▶ [TASK STATEMENT] Filter the listing below, copying every line in which the word "anyOf" appears.

------------------------------------

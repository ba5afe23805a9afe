//! OpenAPI 3.x document model and its mapping into [`SchemaOperation`]s.
use super::{
    Field, Parameter, ParameterLocation, ProtocolBinding, QueryLanguage, Schema, SchemaOperation,
    SchemaParseError, SourceKind, TypeDef, TypeRef, Verb,
};
use indexmap::IndexMap;
use serde::Deserialize;
use std::collections::BTreeMap;

const SCHEMA_REF_PREFIX: &str = "#/components/schemas/";
const PARAMETER_REF_PREFIX: &str = "#/components/parameters/";
const REQUEST_BODY_REF_PREFIX: &str = "#/components/requestBodies/";
const RESPONSE_REF_PREFIX: &str = "#/components/responses/";

/// Name of the parameter that carries a JSON request body.
pub(crate) const BODY_PARAM: &str = "body";

/// Response codes checked, in order, to find the declared result of an operation.
const SUCCESS_CODES: [&str; 6] = ["200", "201", "202", "203", "204", "2XX"];

#[derive(Debug, Deserialize)]
pub(crate) struct Document {
    openapi: String,
    #[serde(default)]
    info: Info,
    #[serde(default)]
    paths: IndexMap<String, PathItem>,
    #[serde(default)]
    components: Components,
}

#[derive(Debug, Default, Deserialize)]
struct Info {
    #[serde(default)]
    title: String,
    #[serde(default)]
    version: String,
}

#[derive(Debug, Default, Deserialize)]
struct Components {
    #[serde(default)]
    schemas: IndexMap<String, SchemaObject>,
    #[serde(default)]
    parameters: IndexMap<String, ParameterObject>,
    #[serde(default, rename = "requestBodies")]
    request_bodies: IndexMap<String, RequestBody>,
    #[serde(default)]
    responses: IndexMap<String, Response>,
}

#[derive(Debug, Default, Deserialize)]
struct PathItem {
    #[serde(default)]
    parameters: Vec<MaybeRef<ParameterObject>>,
    get: Option<Operation>,
    put: Option<Operation>,
    post: Option<Operation>,
    delete: Option<Operation>,
    options: Option<Operation>,
    head: Option<Operation>,
    patch: Option<Operation>,
}

impl PathItem {
    fn operation(&self, verb: Verb) -> Option<&Operation> {
        match verb {
            Verb::Get => self.get.as_ref(),
            Verb::Put => self.put.as_ref(),
            Verb::Post => self.post.as_ref(),
            Verb::Delete => self.delete.as_ref(),
            Verb::Options => self.options.as_ref(),
            Verb::Head => self.head.as_ref(),
            Verb::Patch => self.patch.as_ref(),
        }
    }
}

#[derive(Debug, Deserialize)]
struct Operation {
    #[serde(rename = "operationId")]
    operation_id: Option<String>,
    summary: Option<String>,
    #[serde(default)]
    parameters: Vec<MaybeRef<ParameterObject>>,
    #[serde(rename = "requestBody")]
    request_body: Option<MaybeRef<RequestBody>>,
    #[serde(default)]
    responses: IndexMap<String, MaybeRef<Response>>,
    #[serde(rename = "x-idempotent")]
    idempotent: Option<bool>,
    #[serde(rename = "x-graph-query")]
    graph_query: Option<GraphQuery>,
}

/// The `x-graph-query` extension: binds an operation to a graph query template.
#[derive(Debug, Deserialize)]
struct GraphQuery {
    language: QueryLanguageName,
    template: String,
}

#[derive(Debug, Clone, Copy, Deserialize)]
#[serde(rename_all = "lowercase")]
enum QueryLanguageName {
    Cypher,
    Gremlin,
}

impl From<QueryLanguageName> for QueryLanguage {
    fn from(value: QueryLanguageName) -> Self {
        match value {
            QueryLanguageName::Cypher => QueryLanguage::Cypher,
            QueryLanguageName::Gremlin => QueryLanguage::Gremlin,
        }
    }
}

#[derive(Debug, Clone, Deserialize)]
struct ParameterObject {
    name: String,
    #[serde(rename = "in")]
    location: String,
    #[serde(default)]
    required: bool,
    schema: Option<SchemaObject>,
}

#[derive(Debug, Clone, Deserialize)]
struct RequestBody {
    #[serde(default)]
    content: IndexMap<String, MediaType>,
    #[serde(default)]
    required: bool,
}

#[derive(Debug, Clone, Deserialize)]
struct Response {
    #[serde(default)]
    content: IndexMap<String, MediaType>,
}

#[derive(Debug, Clone, Deserialize)]
struct MediaType {
    schema: Option<SchemaObject>,
}

#[derive(Debug, Clone, Deserialize)]
#[serde(untagged)]
enum MaybeRef<T> {
    Ref {
        #[serde(rename = "$ref")]
        reference: String,
    },
    Item(T),
}

#[derive(Debug, Clone, Default, Deserialize)]
struct SchemaObject {
    #[serde(rename = "$ref")]
    reference: Option<String>,
    /// A string, or a list of strings in OpenAPI 3.1.
    #[serde(rename = "type")]
    kind: Option<serde_json::Value>,
    format: Option<String>,
    items: Option<Box<SchemaObject>>,
    #[serde(default)]
    properties: IndexMap<String, SchemaObject>,
    #[serde(default)]
    required: Vec<String>,
    #[serde(rename = "additionalProperties")]
    additional_properties: Option<AdditionalProperties>,
    #[serde(rename = "enum")]
    enum_values: Option<Vec<serde_json::Value>>,
    #[serde(rename = "oneOf")]
    one_of: Option<Vec<SchemaObject>>,
    #[serde(rename = "anyOf")]
    any_of: Option<Vec<SchemaObject>>,
    #[serde(rename = "allOf")]
    all_of: Option<Vec<SchemaObject>>,
}

#[derive(Debug, Clone, Deserialize)]
#[serde(untagged)]
enum AdditionalProperties {
    Flag(bool),
    Schema(Box<SchemaObject>),
}

impl SchemaObject {
    /// The declared primitive type, ignoring `null` in OpenAPI 3.1 type lists.
    fn primitive(&self) -> Option<&str> {
        match self.kind.as_ref()? {
            serde_json::Value::String(kind) => Some(kind.as_str()),
            serde_json::Value::Array(kinds) => kinds
                .iter()
                .filter_map(|k| k.as_str())
                .find(|k| *k != "null"),
            _ => None,
        }
    }
}

pub(crate) fn load(document: Document) -> Result<Schema, SchemaParseError> {
    if !document.openapi.starts_with("3.") {
        return Err(SchemaParseError::UnsupportedVersion(document.openapi));
    }

    let mut operations = Vec::new();

    for (path, item) in &document.paths {
        for verb in Verb::ALL {
            let Some(operation) = item.operation(verb) else {
                continue;
            };

            operations.push(map_operation(
                &document.components,
                path,
                verb,
                &item.parameters,
                operation,
            )?);
        }
    }

    let types = document
        .components
        .schemas
        .iter()
        .map(|(name, schema)| (name.clone(), type_def(schema)))
        .collect::<BTreeMap<_, _>>();

    Schema::new(
        document.info.title,
        document.info.version,
        SourceKind::OpenApi,
        operations,
        types,
    )
}

fn map_operation(
    components: &Components,
    path: &str,
    verb: Verb,
    shared_params: &[MaybeRef<ParameterObject>],
    operation: &Operation,
) -> Result<SchemaOperation, SchemaParseError> {
    let id = operation
        .operation_id
        .clone()
        .ok_or_else(|| SchemaParseError::MissingOperationId {
            verb,
            path: path.to_string(),
        })?;

    let context = format!("{verb} {path}");

    // Operation-level parameters override path-level ones with the same name and location.
    let mut declared: IndexMap<(String, String), ParameterObject> = IndexMap::new();
    for param in shared_params.iter().chain(&operation.parameters) {
        let param = resolve_parameter(components, param, &context)?;
        declared.insert((param.name.clone(), param.location.clone()), param);
    }

    let binding = match &operation.graph_query {
        Some(query) => ProtocolBinding::Query {
            language: query.language.into(),
            template: query.template.clone(),
        },
        None => ProtocolBinding::Rest {
            verb,
            path: path.to_string(),
        },
    };
    let is_query = matches!(binding, ProtocolBinding::Query { .. });

    let mut params = Vec::with_capacity(declared.len() + 1);
    for param in declared.into_values() {
        let location = if is_query {
            ParameterLocation::Binding
        } else {
            parse_location(&param.location, &context)?
        };

        params.push(Parameter {
            ty: param.schema.as_ref().map_or(TypeRef::Any, type_ref),
            required: param.required || location == ParameterLocation::Path,
            name: param.name,
            location,
        });
    }

    if !is_query {
        check_path_template(path, &params, &context)?;

        if let Some(body) = &operation.request_body {
            let body = resolve_request_body(components, body, &context)?;
            if let Some(ty) = json_content(&body.content) {
                params.push(Parameter {
                    name: BODY_PARAM.to_string(),
                    ty,
                    location: ParameterLocation::Body,
                    required: body.required,
                });
            }
        }
    }

    Ok(SchemaOperation {
        id,
        summary: operation.summary.clone(),
        params,
        result: result_type(components, &operation.responses, &context)?,
        binding,
        idempotent: operation.idempotent.unwrap_or(verb.is_idempotent()),
    })
}

fn parse_location(location: &str, context: &str) -> Result<ParameterLocation, SchemaParseError> {
    match location {
        "path" => Ok(ParameterLocation::Path),
        "query" => Ok(ParameterLocation::Query),
        "header" => Ok(ParameterLocation::Header),
        other => Err(SchemaParseError::Invalid {
            context: context.to_string(),
            message: format!("parameter location '{other}' is not supported"),
        }),
    }
}

/// Every `{placeholder}` of the path must be declared as a path parameter.
fn check_path_template(
    path: &str,
    params: &[Parameter],
    context: &str,
) -> Result<(), SchemaParseError> {
    for placeholder in path_placeholders(path) {
        let declared = params
            .iter()
            .any(|p| p.location == ParameterLocation::Path && p.name == placeholder);

        if !declared {
            return Err(SchemaParseError::Invalid {
                context: context.to_string(),
                message: format!("path placeholder '{{{placeholder}}}' has no path parameter"),
            });
        }
    }
    Ok(())
}

pub(crate) fn path_placeholders(path: &str) -> impl Iterator<Item = &str> {
    path.split('{')
        .skip(1)
        .filter_map(|segment| segment.split_once('}').map(|(name, _)| name))
}

fn resolve_parameter(
    components: &Components,
    param: &MaybeRef<ParameterObject>,
    context: &str,
) -> Result<ParameterObject, SchemaParseError> {
    match param {
        MaybeRef::Item(param) => Ok(param.clone()),
        MaybeRef::Ref { reference } => lookup(
            &components.parameters,
            reference,
            PARAMETER_REF_PREFIX,
            context,
        ),
    }
}

fn resolve_request_body(
    components: &Components,
    body: &MaybeRef<RequestBody>,
    context: &str,
) -> Result<RequestBody, SchemaParseError> {
    match body {
        MaybeRef::Item(body) => Ok(body.clone()),
        MaybeRef::Ref { reference } => lookup(
            &components.request_bodies,
            reference,
            REQUEST_BODY_REF_PREFIX,
            context,
        ),
    }
}

fn lookup<T: Clone>(
    table: &IndexMap<String, T>,
    reference: &str,
    prefix: &str,
    context: &str,
) -> Result<T, SchemaParseError> {
    reference
        .strip_prefix(prefix)
        .and_then(|name| table.get(name))
        .cloned()
        .ok_or_else(|| SchemaParseError::Invalid {
            context: context.to_string(),
            message: format!("unresolved reference '{reference}'"),
        })
}

fn result_type(
    components: &Components,
    responses: &IndexMap<String, MaybeRef<Response>>,
    context: &str,
) -> Result<TypeRef, SchemaParseError> {
    let chosen = SUCCESS_CODES
        .iter()
        .find_map(|code| responses.get(*code))
        .or_else(|| {
            responses
                .iter()
                .find(|(code, _)| code.starts_with('2'))
                .map(|(_, response)| response)
        })
        .or_else(|| responses.get("default"));

    let Some(response) = chosen else {
        return Ok(TypeRef::Unit);
    };

    let response = match response {
        MaybeRef::Item(response) => response.clone(),
        MaybeRef::Ref { reference } => {
            lookup(&components.responses, reference, RESPONSE_REF_PREFIX, context)?
        }
    };

    Ok(json_content(&response.content).unwrap_or(TypeRef::Unit))
}

/// The type of the JSON media type of a content map, if there is one.
fn json_content(content: &IndexMap<String, MediaType>) -> Option<TypeRef> {
    content
        .iter()
        .find(|(mime, _)| is_json(mime))
        .and_then(|(_, media)| media.schema.as_ref())
        .map(type_ref)
}

fn is_json(mime: &str) -> bool {
    let essence = mime.split(';').next().unwrap_or_default().trim();
    essence == "application/json" || essence.ends_with("+json")
}

fn type_ref(schema: &SchemaObject) -> TypeRef {
    if let Some(reference) = &schema.reference {
        return match reference.strip_prefix(SCHEMA_REF_PREFIX) {
            Some(name) => TypeRef::Named(name.to_string()),
            None => TypeRef::Unsupported(format!("reference '{reference}'")),
        };
    }

    if schema.one_of.is_some() || schema.any_of.is_some() {
        return TypeRef::Unsupported("oneOf/anyOf composition".to_string());
    }

    if let Some(all_of) = &schema.all_of {
        return match all_of.as_slice() {
            [single] => type_ref(single),
            _ => TypeRef::Unsupported("allOf composition".to_string()),
        };
    }

    match schema.primitive() {
        Some("string") => match schema.format.as_deref() {
            Some("binary" | "byte") => TypeRef::Bytes,
            _ => TypeRef::String,
        },
        Some("integer") => TypeRef::Integer,
        Some("number") => TypeRef::Number,
        Some("boolean") => TypeRef::Boolean,
        Some("array") => TypeRef::array(schema.items.as_deref().map_or(TypeRef::Any, type_ref)),
        Some("object") | None => match &schema.additional_properties {
            Some(AdditionalProperties::Schema(value)) if schema.properties.is_empty() => {
                TypeRef::map(type_ref(value))
            }
            _ => TypeRef::Any,
        },
        Some("file") => TypeRef::Unsupported("file upload".to_string()),
        Some(other) => TypeRef::Unsupported(format!("type '{other}'")),
    }
}

fn type_def(schema: &SchemaObject) -> TypeDef {
    if let Some(values) = &schema.enum_values {
        return TypeDef::Enum {
            values: values
                .iter()
                .map(|v| match v {
                    serde_json::Value::String(s) => s.clone(),
                    other => other.to_string(),
                })
                .collect(),
        };
    }

    if !schema.properties.is_empty() {
        return TypeDef::Object {
            fields: schema
                .properties
                .iter()
                .map(|(name, property)| Field {
                    name: name.clone(),
                    ty: type_ref(property),
                    required: schema.required.contains(name),
                })
                .collect(),
        };
    }

    match type_ref(schema) {
        // A bare `type: object` declares an object without known fields.
        TypeRef::Any if schema.primitive() == Some("object") => TypeDef::Object { fields: Vec::new() },
        target => TypeDef::Alias { target },
    }
}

------------------------------------

▶ [ANSWER SECTION]
    #[serde(rename = "anyOf")]
        return TypeRef::Unsupported("oneOf/anyOf composition".to_string());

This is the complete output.